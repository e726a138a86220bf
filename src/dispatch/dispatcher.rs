//! Failover dispatcher.
//!
//! One dispatch walks a fresh [`AttemptPool`]: draw a provider at random,
//! POST, and either return the first successful body or record the failure and
//! draw again. Attempts are sequential; the pool shrinks by one per attempt so
//! a dispatch makes at most `providers.len()` attempts.

use std::sync::Arc;
use std::time::Instant;

use serde_json::Value;

use crate::config::UpstreamConfig;
use crate::dispatch::error::{DispatchError, SetupError};
use crate::dispatch::outcome::AttemptOutcome;
use crate::dispatch::pool::{AttemptPool, Selector, UniformRandom};
use crate::dispatch::provider::ProviderList;
use crate::dispatch::transport::{HttpTransport, UpstreamTransport};
use crate::observability::metrics;
use crate::rpc::RpcRequest;

#[derive(Clone)]
pub struct Dispatcher {
    providers: ProviderList,
    transport: Arc<dyn UpstreamTransport>,
    selector: Arc<dyn Selector>,
}

impl Dispatcher {
    /// Dispatcher with uniformly random provider selection.
    pub fn new(providers: ProviderList, transport: Arc<dyn UpstreamTransport>) -> Self {
        Self {
            providers,
            transport,
            selector: Arc::new(UniformRandom),
        }
    }

    /// Build the production dispatcher: parsed provider list over an HTTP transport.
    pub fn from_config(config: &UpstreamConfig) -> Result<Self, SetupError> {
        let providers = ProviderList::from_urls(&config.providers)?;
        let transport = HttpTransport::new(config.timeout())?;
        Ok(Self::new(providers, Arc::new(transport)))
    }

    pub fn with_selector(mut self, selector: Arc<dyn Selector>) -> Self {
        self.selector = selector;
        self
    }

    /// Forward `request` until one provider succeeds or all have failed.
    pub async fn dispatch(&self, request: &RpcRequest) -> Result<Value, DispatchError> {
        let start_time = Instant::now();
        let body = serde_json::to_vec(request)?;

        let mut pool = AttemptPool::new(self.providers.len());
        let mut errors = Vec::with_capacity(pool.len());

        while let Some(index) = pool.draw(self.selector.as_ref()) {
            let provider = &self.providers[index];
            let attempt = errors.len() + 1;

            let outcome = self.transport.post_json(provider.url(), &body).await;
            metrics::record_attempt(provider.label(), outcome.kind());

            let description = match outcome {
                AttemptOutcome::Success(payload) => {
                    tracing::info!(
                        method = %request.method,
                        provider = %provider,
                        attempt,
                        elapsed_ms = start_time.elapsed().as_millis() as u64,
                        "Request served"
                    );
                    metrics::record_dispatch("success", start_time);
                    return Ok(payload);
                }
                AttemptOutcome::Transport { reason } => reason,
                AttemptOutcome::Http { reason, .. } => reason,
                AttemptOutcome::Application { error } => error.to_string(),
            };

            tracing::error!(
                method = %request.method,
                provider = %provider,
                attempt,
                remaining = pool.len(),
                error = %description,
                "Provider attempt failed"
            );
            errors.push(description);
        }

        tracing::error!(
            method = %request.method,
            attempts = errors.len(),
            "All providers failed"
        );
        metrics::record_dispatch("exhausted", start_time);
        Err(DispatchError::PoolExhausted { errors })
    }
}

impl std::fmt::Debug for Dispatcher {
    fn fmt(&self, f: &mut std::fmt::Formatter<'_>) -> std::fmt::Result {
        f.debug_struct("Dispatcher")
            .field("providers", &self.providers.len())
            .field("selector", &self.selector)
            .finish()
    }
}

* * * * * * *

▶ [TASK STATEMENT]:
The lines you need are those holding the word "payload"; copy each of them from the material above.

▶ [PROBLEM SOLUTION]:
                AttemptOutcome::Success(payload) => {
                    return Ok(payload);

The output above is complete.